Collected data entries
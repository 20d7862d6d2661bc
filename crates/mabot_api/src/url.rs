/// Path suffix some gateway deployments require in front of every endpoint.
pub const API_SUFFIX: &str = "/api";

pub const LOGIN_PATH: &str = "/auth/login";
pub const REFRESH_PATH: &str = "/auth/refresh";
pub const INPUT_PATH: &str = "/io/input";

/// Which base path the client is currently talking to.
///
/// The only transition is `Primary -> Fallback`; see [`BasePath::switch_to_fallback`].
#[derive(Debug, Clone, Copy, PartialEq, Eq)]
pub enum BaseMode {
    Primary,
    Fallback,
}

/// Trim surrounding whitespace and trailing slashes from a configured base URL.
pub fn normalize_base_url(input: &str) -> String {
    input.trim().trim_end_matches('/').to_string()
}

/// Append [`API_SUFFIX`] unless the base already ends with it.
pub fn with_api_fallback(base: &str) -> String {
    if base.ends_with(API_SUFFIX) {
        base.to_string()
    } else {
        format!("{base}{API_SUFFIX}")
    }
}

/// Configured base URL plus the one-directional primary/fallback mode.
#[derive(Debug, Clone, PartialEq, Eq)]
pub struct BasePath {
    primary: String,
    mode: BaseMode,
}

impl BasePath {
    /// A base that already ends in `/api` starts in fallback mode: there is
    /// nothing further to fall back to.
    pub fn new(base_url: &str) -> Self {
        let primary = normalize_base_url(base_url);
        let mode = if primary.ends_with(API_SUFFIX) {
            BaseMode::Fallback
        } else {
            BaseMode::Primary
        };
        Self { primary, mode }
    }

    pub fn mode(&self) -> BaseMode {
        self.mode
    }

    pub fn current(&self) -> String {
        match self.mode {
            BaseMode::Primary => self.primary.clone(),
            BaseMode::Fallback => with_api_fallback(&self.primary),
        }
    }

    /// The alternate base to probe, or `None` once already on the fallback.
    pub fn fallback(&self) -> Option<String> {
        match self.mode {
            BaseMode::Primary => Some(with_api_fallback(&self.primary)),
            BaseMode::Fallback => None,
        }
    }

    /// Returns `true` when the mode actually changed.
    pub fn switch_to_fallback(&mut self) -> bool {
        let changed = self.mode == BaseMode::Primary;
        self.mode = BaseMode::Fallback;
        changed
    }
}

• **WHAT TO PRODUCE**
Only the line containing "pub fn current(&self)" and the lines after it, through the end of the data, should be copied, exactly as they are.

• **RESULT**
    pub fn current(&self) -> String {
        match self.mode {
            BaseMode::Primary => self.primary.clone(),
            BaseMode::Fallback => with_api_fallback(&self.primary),
        }
    }

    /// The alternate base to probe, or `None` once already on the fallback.
    pub fn fallback(&self) -> Option<String> {
        match self.mode {
            BaseMode::Primary => Some(with_api_fallback(&self.primary)),
            BaseMode::Fallback => None,
        }
    }

    /// Returns `true` when the mode actually changed.
    pub fn switch_to_fallback(&mut self) -> bool {
        let changed = self.mode == BaseMode::Primary;
        self.mode = BaseMode::Fallback;
        changed
    }
}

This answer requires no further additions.